▶ **Exercise data**
// Copyright 2025 the Understory Authors
// SPDX-License-Identifier: Apache-2.0 OR MIT

//! Build a small octree and print its bracketed layout.
//!
//! Two boxes go into a cube of half-size 4 with a depth limit of 3. The small
//! one sinks to the depth limit; the larger one straddles the depth-2 split and
//! stays one level below the root.
//!
//! Run:
//! - `cargo run -p understory_demos --example octree_dump`
//! - `RUST_LOG=understory_octree=trace cargo run -p understory_demos --example octree_dump`

use tracing_subscriber::EnvFilter;
use understory_octree::{Aabb3D, Bounded, Octree, OctreeError, Vec3};

/// A named box owned by the scene, not by the tree.
#[derive(Debug)]
struct Body {
    name: &'static str,
    bounds: Aabb3D<f32>,
}

impl Bounded<f32> for Body {
    fn aabb(&self) -> Aabb3D<f32> {
        self.bounds
    }
}

fn main() -> Result<(), OctreeError> {
    tracing_subscriber::fmt()
        .with_env_filter(EnvFilter::from_default_env())
        .init();

    let scene = [
        Body {
            name: "A",
            bounds: Aabb3D::new(Vec3::splat(0.1), Vec3::splat(0.9)),
        },
        Body {
            name: "B",
            bounds: Aabb3D::new(Vec3::splat(-3.0), Vec3::splat(-0.1)),
        },
    ];

    let mut tree: Octree<f32, &Body> = Octree::with_bounds(Vec3::splat(0.0), 4.0, 3)?;
    for body in &scene {
        let key = tree.insert(body)?;
        tracing::info!(
            name = body.name,
            depth = tree.depth_of(key.node()),
            bound = ?tree.bound(key.node()),
            "inserted"
        );
    }

    println!("{}", tree.display_with(|body, f| f.write_str(body.name)));
    Ok(())
}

▶ **Work request**
Copy all the entries exactly.

▶ **Answer for this exercise**
// Copyright 2025 the Understory Authors
// SPDX-License-Identifier: Apache-2.0 OR MIT

//! Build a small octree and print its bracketed layout.
//!
//! Two boxes go into a cube of half-size 4 with a depth limit of 3. The small
//! one sinks to the depth limit; the larger one straddles the depth-2 split and
//! stays one level below the root.
//!
//! Run:
//! - `cargo run -p understory_demos --example octree_dump`
//! - `RUST_LOG=understory_octree=trace cargo run -p understory_demos --example octree_dump`

use tracing_subscriber::EnvFilter;
use understory_octree::{Aabb3D, Bounded, Octree, OctreeError, Vec3};

/// A named box owned by the scene, not by the tree.
#[derive(Debug)]
struct Body {
    name: &'static str,
    bounds: Aabb3D<f32>,
}

impl Bounded<f32> for Body {
    fn aabb(&self) -> Aabb3D<f32> {
        self.bounds
    }
}

fn main() -> Result<(), OctreeError> {
    tracing_subscriber::fmt()
        .with_env_filter(EnvFilter::from_default_env())
        .init();

    let scene = [
        Body {
            name: "A",
            bounds: Aabb3D::new(Vec3::splat(0.1), Vec3::splat(0.9)),
        },
        Body {
            name: "B",
            bounds: Aabb3D::new(Vec3::splat(-3.0), Vec3::splat(-0.1)),
        },
    ];

    let mut tree: Octree<f32, &Body> = Octree::with_bounds(Vec3::splat(0.0), 4.0, 3)?;
    for body in &scene {
        let key = tree.insert(body)?;
        tracing::info!(
            name = body.name,
            depth = tree.depth_of(key.node()),
            bound = ?tree.bound(key.node()),
            "inserted"
        );
    }

    println!("{}", tree.display_with(|body, f| f.write_str(body.name)));
    Ok(())
}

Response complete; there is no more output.